DFWcon in Hurst, TX (photo by Tui Snider)
DFWcon in Hurst, TX (photo by Tui Snider)


IWSG & DFWcon ReCap

I’m combining my DFWcon Recap along with an IWSG check-in because, in my case at least, writing conferences and writing insecurities go hand-in-hand! IWSG stands for “Insecure Writers Support Group.” It’s a monthly check-in, and this is my very first time joining the group.

Hi, everyone!

Last weekend was the DFW Writer’s Conference a.k.a. DFWcon (DFW stands for “Dallas – Fort Worth” for those who may not know.) It’s my 3rd year attending, but it’s the first time I was both an attendee *and* a vendor. Yup – I manned (womanned? personed?) a table to sell my book Unexpected Texas. Actually, my hubby manned the table most of the time, which was great. He’s a good schmoozer!

Look Ma! A New Genre!

It’s so fun to be surrounded by writers! Sure, people mingled at the official mixer, but even when we were out for dinner, I overheard other diners discuss their pitch sessions, agonize over which classes to attend, and chat about writerly concerns.

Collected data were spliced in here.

//! Conversion entry points.
//!
//! Each function here is one user-visible operation: generate a SOW through
//! the external API, turn a generated DOCX into a PDF, or render it as
//! Markdown. The HTTP handlers and the CLI both call these; neither talks to
//! the pipeline stages directly.

use std::path::Path;
use std::sync::Arc;
use std::time::{Duration, Instant};

use base64::Engine;
use chrono::Utc;
use converter_locate::{install_hints, ConverterInfo, ConverterKind, DetectionCache};
use tracing::{debug, info, warn};

use crate::config::AppConfig;
use crate::documents::{validate_file_name, DocumentStore, Folder};
use crate::error::{ConversionMessage, SowError};
use crate::model::{ContractType, GeneratedSow, MarkdownConversion, PdfConversion};
use crate::pipeline::sow_api::{SowApiClient, SowPayload};
use crate::pipeline::{docx, markdown, pdf, pdf::PdfMethod};
use crate::progress::ConversionProgressCallback;

/// The external converters and how to run them.
///
/// Detection results are shared by every request; a failed run invalidates
/// the matching cache so the next request looks again.
#[derive(Debug, Clone)]
pub struct Converters {
    pub libreoffice: Arc<DetectionCache>,
    pub chromium: Arc<DetectionCache>,
    pub chrome_fallback: bool,
    pub timeout: Duration,
}

impl Converters {
    pub fn from_config(config: &AppConfig) -> Self {
        Self {
            libreoffice: Arc::new(DetectionCache::with_override(
                ConverterKind::LibreOffice,
                config.libreoffice_path.clone(),
            )),
            chromium: Arc::new(DetectionCache::with_override(
                ConverterKind::Chromium,
                config.chromium_path.clone(),
            )),
            chrome_fallback: config.chrome_fallback,
            timeout: config.conversion_timeout(),
        }
    }

    pub fn cache(&self, kind: ConverterKind) -> &Arc<DetectionCache> {
        match kind {
            ConverterKind::LibreOffice => &self.libreoffice,
            ConverterKind::Chromium => &self.chromium,
        }
    }
}

/// Look a converter up, from the cache unless `force` is set.
///
/// Probing runs `--version` on candidate binaries, so it goes to the
/// blocking pool.
async fn detect(
    cache: &Arc<DetectionCache>,
    force: bool,
    progress: &dyn ConversionProgressCallback,
) -> Result<ConverterInfo, SowError> {
    if !force {
        if let Some(info) = cache.cached() {
            return Ok(info);
        }
    }

    let kind = cache.kind();
    info!("Detecting {} installation...", kind.display_name());
    progress.on_detect_start(kind);

    let worker = Arc::clone(cache);
    let info = tokio::task::spawn_blocking(move || {
        if force {
            worker.refresh()
        } else {
            worker.get_or_detect()
        }
    })
    .await
    .map_err(|e| SowError::Internal(format!("Detection task failed: {e}")))?;

    if info.available {
        info!(
            "Using {} at: {} ({})",
            kind.display_name(),
            info.path,
            info.version.as_deref().unwrap_or("unknown version")
        );
    } else {
        warn!("{} not found on system", kind.display_name());
    }
    progress.on_detect_complete(kind, &info);
    Ok(info)
}

/// Fresh detection of `kind`, replacing the cached result.
pub async fn converter_status(
    converters: &Converters,
    kind: ConverterKind,
    progress: &dyn ConversionProgressCallback,
) -> Result<ConverterInfo, SowError> {
    detect(converters.cache(kind), true, progress).await
}

// ── Generate ─────────────────────────────────────────────────────────────────

/// `<base>_<UTC ISO-8601 with ':' and '.' replaced by '-'>.docx`
fn timestamped_docx_name(api_filename: &str) -> String {
    let base = strip_docx_extension(api_filename);
    let stamp = Utc::now().format("%Y-%m-%dT%H-%M-%S-%3fZ");
    format!("{base}_{stamp}.docx")
}

fn strip_docx_extension(name: &str) -> &str {
    let len = name.len();
    if len >= 5 && name.is_char_boundary(len - 5) && name[len - 5..].eq_ignore_ascii_case(".docx")
    {
        &name[..len - 5]
    } else {
        name
    }
}

/// Ask the external API for a SOW and store the DOCX it returns.
///
/// # Arguments
/// * `client`   : `None` when no endpoint is configured
/// * `documents`: file names in the input folder; each must exist
///
/// # Errors
/// * `InvalidRequest`: no documents
/// * `FileNotFound`  : a selected document is missing
/// * `ApiNotConfigured`, `ApiStatus`, `ApiRequest`, `InvalidApiResponse`
pub async fn generate_sow(
    store: &DocumentStore,
    client: Option<&SowApiClient>,
    contract_type: ContractType,
    documents: &[String],
    progress: &dyn ConversionProgressCallback,
) -> Result<GeneratedSow, SowError> {
    let start = Instant::now();

    // ── Step 1: Validate selection ───────────────────────────────────────
    if documents.is_empty() {
        return Err(SowError::InvalidRequest(
            "Contract type and selected documents are required".to_string(),
        ));
    }
    for name in documents {
        store.resolve_existing(Folder::Input, name).await?;
    }
    let client = client.ok_or(SowError::ApiNotConfigured)?;
    store.ensure_directories().await?;
    info!(
        "Generating SOW: contract type {}, {} document(s)",
        contract_type.label(),
        documents.len()
    );

    // ── Step 2: Call the external API ────────────────────────────────────
    progress.on_api_request_start(client.endpoint(), documents.len());
    let response = client.request_sow(contract_type.id(), documents).await;
    progress.on_api_response(response.is_ok());
    let response = response?;
    let cot_text = response.cot().map(str::to_string);

    let mut generated = GeneratedSow {
        filename: None,
        sow_text: response.sow_text.clone().filter(|t| !t.trim().is_empty()),
        cot_text,
        original_filename: None,
        file_size: 0,
        contract_type,
        documents_count: documents.len(),
        regenerated: false,
    };

    // ── Step 3: Store or locate the document ─────────────────────────────
    match response.payload()? {
        SowPayload::Docx { base64: encoded, filename } => {
            let bytes = base64::engine::general_purpose::STANDARD
                .decode(encoded.trim())
                .map_err(|e| {
                    SowError::InvalidApiResponse(format!("docx_content is not valid base64: {e}"))
                })?;
            let original = validate_file_name(filename)
                .map_err(|_| SowError::InvalidApiResponse(format!("unusable filename '{filename}'")))?;
            let name = timestamped_docx_name(original);
            let (path, replaced) = store.write_generated(&name, &bytes).await?;
            info!("Saved DOCX file: {} ({} bytes)", path.display(), bytes.len());

            generated.filename = Some(name);
            generated.original_filename = Some(original.to_string());
            generated.file_size = bytes.len() as u64;
            generated.regenerated = replaced;
        }
        SowPayload::ExistingFile(name) => {
            let path = store.resolve_existing(Folder::GeneratedSows, name).await?;
            let size = tokio::fs::metadata(&path)
                .await
                .map_err(|e| SowError::io(format!("Failed to stat {}", path.display()), e))?
                .len();
            debug!("API referenced existing file {}", path.display());
            generated.filename = Some(name.to_string());
            generated.original_filename = Some(name.to_string());
            generated.file_size = size;
        }
        SowPayload::TextOnly(_) => {
            debug!("API returned text only");
        }
    }

    info!(
        "SOW generated in {}ms{}",
        start.elapsed().as_millis(),
        generated
            .filename
            .as_deref()
            .map(|f| format!(": {f}"))
            .unwrap_or_default()
    );
    Ok(generated)
}

// ── DOCX → PDF ───────────────────────────────────────────────────────────────

/// Convert a generated DOCX into `converted_to_pdf/<stem>.pdf`.
///
/// An existing PDF is returned as is. LibreOffice is preferred; headless
/// Chromium printing the HTML rendition is used only when LibreOffice is
/// missing and the fallback is enabled.
///
/// # Errors
/// * `InvalidFileName`, `FileNotFound`: bad or missing DOCX
/// * `ConverterUnavailable`: no usable converter (carries install hints)
/// * `ConversionFailed`, `ConversionTimeout`, `PdfNotCreated`
pub async fn convert_to_pdf(
    store: &DocumentStore,
    converters: &Converters,
    file_name: &str,
    progress: &dyn ConversionProgressCallback,
) -> Result<PdfConversion, SowError> {
    // ── Step 1: Resolve paths ────────────────────────────────────────────
    let docx_path = store.resolve_existing(Folder::GeneratedSows, file_name).await?;
    let stem = Path::new(file_name)
        .file_stem()
        .map(|s| s.to_string_lossy().into_owned())
        .unwrap_or_else(|| file_name.to_string());
    let pdf_name = format!("{stem}.pdf");
    let pdf_path = store.path_of(Folder::ConvertedPdf, &pdf_name)?;
    store.ensure_directories().await?;

    // ── Step 2: Reuse an earlier conversion ──────────────────────────────
    if let Ok(meta) = tokio::fs::metadata(&pdf_path).await {
        if meta.is_file() {
            info!("PDF already exists, returning existing file");
            return Ok(PdfConversion {
                pdf_path: pdf_name,
                method: None,
                already_existed: true,
                size: meta.len(),
                converter_path: None,
                converter_version: None,
            });
        }
    }

    // ── Step 3: Find a converter ─────────────────────────────────────────
    let libreoffice = detect(&converters.libreoffice, false, progress).await?;
    let (method, info) = if libreoffice.available {
        (PdfMethod::LibreOffice, libreoffice)
    } else if converters.chrome_fallback {
        let chromium = detect(&converters.chromium, false, progress).await?;
        if !chromium.available {
            return Err(SowError::ConverterUnavailable {
                help: install_hints(ConverterKind::LibreOffice),
            });
        }
        warn!("LibreOffice unavailable, falling back to headless Chrome");
        (PdfMethod::HeadlessChrome, chromium)
    } else {
        return Err(SowError::ConverterUnavailable {
            help: install_hints(ConverterKind::LibreOffice),
        });
    };

    // ── Step 4: Convert ──────────────────────────────────────────────────
    progress.on_conversion_start(method, file_name);
    let temp = store.dir(Folder::Temp);
    let result = match method {
        PdfMethod::LibreOffice => pdf::libreoffice_to_pdf(
            &info.path,
            &docx_path,
            temp,
            store.dir(Folder::ConvertedPdf),
            converters.timeout,
        )
        .await
        .map(|_| ()),
        PdfMethod::HeadlessChrome => {
            print_with_chromium(&info.path, &docx_path, &stem, temp, &pdf_path, converters.timeout)
                .await
        }
    };
    if let Err(e) = result {
        warn!("{} conversion failed: {}", method.label(), e);
        match method {
            PdfMethod::LibreOffice => converters.libreoffice.invalidate(),
            PdfMethod::HeadlessChrome => converters.chromium.invalidate(),
        }
        progress.on_conversion_error(method, &e.to_string());
        return Err(e);
    }

    // ── Step 5: Verify the output ────────────────────────────────────────
    let size = match tokio::fs::metadata(&pdf_path).await {
        Ok(meta) => meta.len(),
        Err(_) => {
            let e = SowError::PdfNotCreated { expected: pdf_path };
            progress.on_conversion_error(method, &e.to_string());
            return Err(e);
        }
    };
    info!("PDF created successfully, size: {size} bytes");
    progress.on_conversion_complete(method, &store.relative_path(&pdf_path));

    Ok(PdfConversion {
        pdf_path: pdf_name,
        method: Some(method),
        already_existed: false,
        size,
        converter_path: Some(info.path),
        converter_version: info.version,
    })
}

async fn print_with_chromium(
    chrome: &str,
    docx_path: &Path,
    title: &str,
    staging_root: &Path,
    target: &Path,
    timeout: Duration,
) -> Result<(), SowError> {
    let bytes = tokio::fs::read(docx_path)
        .await
        .map_err(|e| SowError::io(format!("Failed to read {}", docx_path.display()), e))?;
    let converted = tokio::task::spawn_blocking(move || docx::docx_to_html(&bytes))
        .await
        .map_err(|e| SowError::Internal(format!("DOCX task failed: {e}")))??;
    for m in &converted.messages {
        debug!("DOCX → HTML: {}", m.message);
    }
    let page = pdf::printable_page(title, &converted.html);
    pdf::html_to_pdf_with_chromium(chrome, &page, staging_root, target, timeout).await
}

// ── DOCX → Markdown ──────────────────────────────────────────────────────────

/// Render a generated DOCX as HTML and Markdown.
pub async fn docx_to_markdown(
    store: &DocumentStore,
    file_name: &str,
) -> Result<MarkdownConversion, SowError> {
    let bytes = store.read(Folder::GeneratedSows, file_name).await?;
    let name = file_name.to_string();

    tokio::task::spawn_blocking(move || {
        let start = Instant::now();
        let converted = docx::docx_to_html(&bytes)?;
        let md = markdown::html_to_markdown(&converted.html);
        let mut messages = converted.messages;
        if md.is_empty() {
            messages.push(ConversionMessage::error("The document contains no text"));
        }
        debug!(
            "Converted {} to Markdown in {}ms ({} bytes, {} messages)",
            name,
            start.elapsed().as_millis(),
            md.len(),
            messages.len()
        );
        Ok(MarkdownConversion {
            markdown: md,
            html: converted.html,
            messages,
        })
    })
    .await
    .map_err(|e| SowError::Internal(format!("DOCX task failed: {e}")))?
}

One morning at the hotel breakfast buffet, I asked the guy beside me, “What’s your main genre?”

“AC, I guess.”

“AC? That’s a new one on me. What’s it stand for?”

“AC?” He looked at me like I was crazy. “Means air-conditioning. I’m here for continuing education in heating and cooling.”

*forehead smack* In my defense, he looked like a writer… whatever that means. Which brings me to something Brad Newton, who taught Improv for Writers, noticed about the DFW Writer’s Conference:

We are a varied bunch!

Brad said that most groups he teaches to have a certain uniformity to their attire. When he teaches ranchers, they dress like ranchers, and when he teaches business people, they dress like business people. But, as he put it, “DFWcon people are very individual. They dress from the outside in, rather than from the inside out. It’s very expressive and unique to each person.”

Nifty, eh?

Improv for Writers

While I’m talking about Brad Newton, I may as well mention how much I enjoyed his class. I avoided Improv for Writers last year because I wasn’t sure how it would apply to my writing.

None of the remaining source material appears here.